Mettons donc notre jugement entre parenthèses et déplaçons l’angle de la question.
Est-ce que tout le monde devrait disposer du droit inaliénable de conduire un véhicule? Il y a de forte chance pour que vous rejetiez cette idée, après tout, il existe des conducteurs incompétents, irresponsables, qui n’hésitent pas à conduire en état d’ivresse, ou à se mettre en danger en même temps que leurs concitoyens de par leur manque de prudence ou leur négligence. Pour la sécurité de tout le monde, il vaut mieux maintenir ce type de conducteurs le plus éloigné possible d’un volant. C’est d’ailleurs pour cette raison qu’on trouvera bien peu de monde pour remettre en question l’existence des permis de conduire, et que ce peu de monde se recrutera surtout chez les chauffards…

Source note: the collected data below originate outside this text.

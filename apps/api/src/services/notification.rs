//! # Notifications
//!
//! Typed publish/subscribe between the business workflows and whoever is
//! listening (today: WebSocket clients).
//!
//! ```text
//! ┌─────────────────────────────────────────────────────────────────────────┐
//! │  SaleService ──notify(Role(StoreManager), NewSale)──┐                   │
//! │  StockService ─notify(Role(Warehouse), CriticalStock)┤                  │
//! │  TicketService ─notify(User(id), TicketAssigned)─────┤                  │
//! │                                                      ▼                  │
//! │                                        NotificationHub (broadcast)      │
//! │                                          │         │         │          │
//! │                                        /ws       /ws       /ws          │
//! │                                   role=cashier  user_id=… role=warehouse│
//! │                                   (each socket keeps only its topics)   │
//! └─────────────────────────────────────────────────────────────────────────┘
//! ```
//!
//! Publishing never blocks and never fails the caller: a send with no
//! subscribers is dropped, a slow subscriber lags and skips events.

use chrono::{DateTime, Utc};
use serde::Serialize;
use tokio::sync::broadcast;
use tracing::debug;

use teknoroma_core::{Role, StockStatus, TicketPriority};
use teknoroma_db::StockChange;

// =============================================================================
// Topics & Events
// =============================================================================

/// Who a notification is addressed to.
#[derive(Debug, Clone, PartialEq, Eq, Serialize)]
#[serde(rename_all = "snake_case")]
pub enum Topic {
    Role(Role),
    User(String),
}

#[derive(Debug, Clone, PartialEq, Serialize)]
#[serde(tag = "type", rename_all = "snake_case")]
pub enum Event {
    NewSale {
        sale_id: String,
        sale_number: String,
        store_id: String,
        employee_id: String,
        total_cents: i64,
    },
    MobileSale {
        sale_id: String,
        sale_number: String,
        employee_id: String,
        total_cents: i64,
    },
    PaymentConfirmed {
        sale_id: String,
        sale_number: String,
    },
    CriticalStock {
        product_id: String,
        product_name: String,
        units_in_stock: i64,
        critical_stock_level: i64,
        stock_status: StockStatus,
    },
    NewTicket {
        ticket_id: String,
        ticket_number: String,
        title: String,
        priority: TicketPriority,
    },
    TicketAssigned {
        ticket_id: String,
        ticket_number: String,
        title: String,
    },
    TicketResolved {
        ticket_id: String,
        ticket_number: String,
        resolution: String,
    },
}

impl Event {
    pub fn critical_stock(change: &StockChange) -> Self {
        Event::CriticalStock {
            product_id: change.product_id.clone(),
            product_name: change.product_name.clone(),
            units_in_stock: change.units_in_stock,
            critical_stock_level: change.critical_stock_level,
            stock_status: change.stock_status,
        }
    }
}

/// One published event with its address.
#[derive(Debug, Clone, Serialize)]
pub struct Notification {
    pub topic: Topic,
    pub event: Event,
    pub published_at: DateTime<Utc>,
}

impl Notification {
    /// Whether a subscriber that joined `role` and/or `user_id` receives this.
    pub fn is_for(&self, role: Option<Role>, user_id: Option<&str>) -> bool {
        match &self.topic {
            Topic::Role(r) => role == Some(*r),
            Topic::User(id) => user_id == Some(id.as_str()),
        }
    }
}

// =============================================================================
// Notifier
// =============================================================================

/// Fire-and-forget publisher used by the services.
pub trait Notifier: Send + Sync {
    fn notify(&self, topic: Topic, event: Event);
}

/// Sends `CriticalStock` to warehouse staff and store managers for every
/// change that moved a product into a worse stock band.
pub fn publish_stock_alerts<'a>(notifier: &dyn Notifier, changes: impl IntoIterator<Item = &'a StockChange>) {
    for change in changes.into_iter().filter(|c| c.needs_alert()) {
        for role in [Role::Warehouse, Role::StoreManager] {
            notifier.notify(Topic::Role(role), Event::critical_stock(change));
        }
    }
}

// =============================================================================
// Broadcast Hub
// =============================================================================

/// In-process notifier backed by a tokio broadcast channel.
#[derive(Debug, Clone)]
pub struct NotificationHub {
    tx: broadcast::Sender<Notification>,
}

impl NotificationHub {
    pub fn new(capacity: usize) -> Self {
        let (tx, _) = broadcast::channel(capacity.max(1));
        NotificationHub { tx }
    }

    pub fn subscribe(&self) -> broadcast::Receiver<Notification> {
        self.tx.subscribe()
    }

    pub fn subscriber_count(&self) -> usize {
        self.tx.receiver_count()
    }
}

impl Notifier for NotificationHub {
    fn notify(&self, topic: Topic, event: Event) {
        let notification = Notification {
            topic,
            event,
            published_at: Utc::now(),
        };
        // Err only means nobody is listening
        match self.tx.send(notification) {
            Ok(receivers) => debug!(receivers = receivers, "Notification published"),
            Err(_) => debug!("Notification dropped, no subscribers"),
        }
    }
}

#[cfg(test)]
mod tests {
    use super::*;

    fn change(previous: StockStatus, now: StockStatus) -> StockChange {
        StockChange {
            product_id: "p-1".into(),
            product_name: "Laptop".into(),
            previous_units: 5,
            units_in_stock: 1,
            critical_stock_level: 2,
            previous_status: previous,
            stock_status: now,
            version: 2,
        }
    }

    #[tokio::test]
    async fn test_publish_and_receive() {
        let hub = NotificationHub::new(16);
        let mut rx = hub.subscribe();

        hub.notify(
            Topic::User("e-1".into()),
            Event::PaymentConfirmed {
                sale_id: "s-1".into(),
                sale_number: "S-2024-00001".into(),
            },
        );

        let received = rx.recv().await.unwrap();
        assert!(received.is_for(None, Some("e-1")));
        assert!(!received.is_for(Some(Role::Cashier), Some("e-2")));
    }

    #[test]
    fn test_publish_without_subscribers_is_silent() {
        let hub = NotificationHub::new(4);
        hub.notify(
            Topic::Role(Role::Cashier),
            Event::PaymentConfirmed {
                sale_id: "s".into(),
                sale_number: "n".into(),
            },
        );
        assert_eq!(hub.subscriber_count(), 0);
    }

    #[tokio::test]
    async fn test_stock_alerts_only_for_worse_bands() {
        let hub = NotificationHub::new(16);
        let mut rx = hub.subscribe();

        let changes = [
            change(StockStatus::Sufficient, StockStatus::Critical),
            change(StockStatus::Critical, StockStatus::Sufficient),
        ];
        publish_stock_alerts(&hub, changes.iter());

        let first = rx.recv().await.unwrap();
        let second = rx.recv().await.unwrap();
        assert!(first.is_for(Some(Role::Warehouse), None));
        assert!(second.is_for(Some(Role::StoreManager), None));
        assert!(rx.try_recv().is_err());
    }

    #[test]
    fn test_event_json_shape() {
        let json = serde_json::to_value(Event::critical_stock(&change(
            StockStatus::Critical,
            StockStatus::OutOfStock,
        )))
        .unwrap();
        assert_eq!(json["type"], "critical_stock");
        assert_eq!(json["stock_status"], "out_of_stock");
    }
}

Et c’est précisément le point de départ du raisonnement de Brennan, la même logique devrait s’appliquer au droit de vote, il serait on ne peut plus raisonnable d’instaurer un “permis de voter” de la même manière qu’on délivre des permis de conduire.
Certains électeurs font preuve d’un tel degré d’irrationnalité, d’ignorance, de négligence et d’irresponsabilité que leurs préférences nous mettraient tous en danger si on les intégraient à nos décisions politiques. De la même manière que nous avons le droit d’être protégé des mauvais conducteurs, nous devrions avoir celui d’être protégé des mauvais électeurs.
Un vote mal informé, ou pire, un vote motivé par des intentions malveillantes, peut être perçu comme une forme d’injustice. Nous sommes en droit de nous attendre à ce que les décisions qui concernent nos vie soient prises de manière appropriée, en conséquence, les mauvais électeurs violent nos droits.
“Quand une majorité démocratique donne son assentiment à une ligne politique ou un politicien, ce n’est pas comparable à la situation où vous sélectionnez un sandwich dans le menu du restaurant. Quand la majorité décide, elle ne décide pas seulement pour elle même mais également pour les minorités, les enfants, les étrangers, celles et ceux qui ne sont pas en situation de voter, qui devront également endurer les conséquences de ce choix.”
Il faudrait donc remplacer la démocratie, gouvernement du peuple, par l’epistocratie, gouvernement de ceux qui détiennent la connaissances.
Voyons les points forts de la thèse avant de souligner les points faibles.
En premier lieu, Brennan a parfaitement raison sur la pierre angulaire de son raisonnement, les électeurs sont mal informés, en plus d’être biaisés (On peut renvoyer à cet article, mais également celui-ci ou encore celui là…)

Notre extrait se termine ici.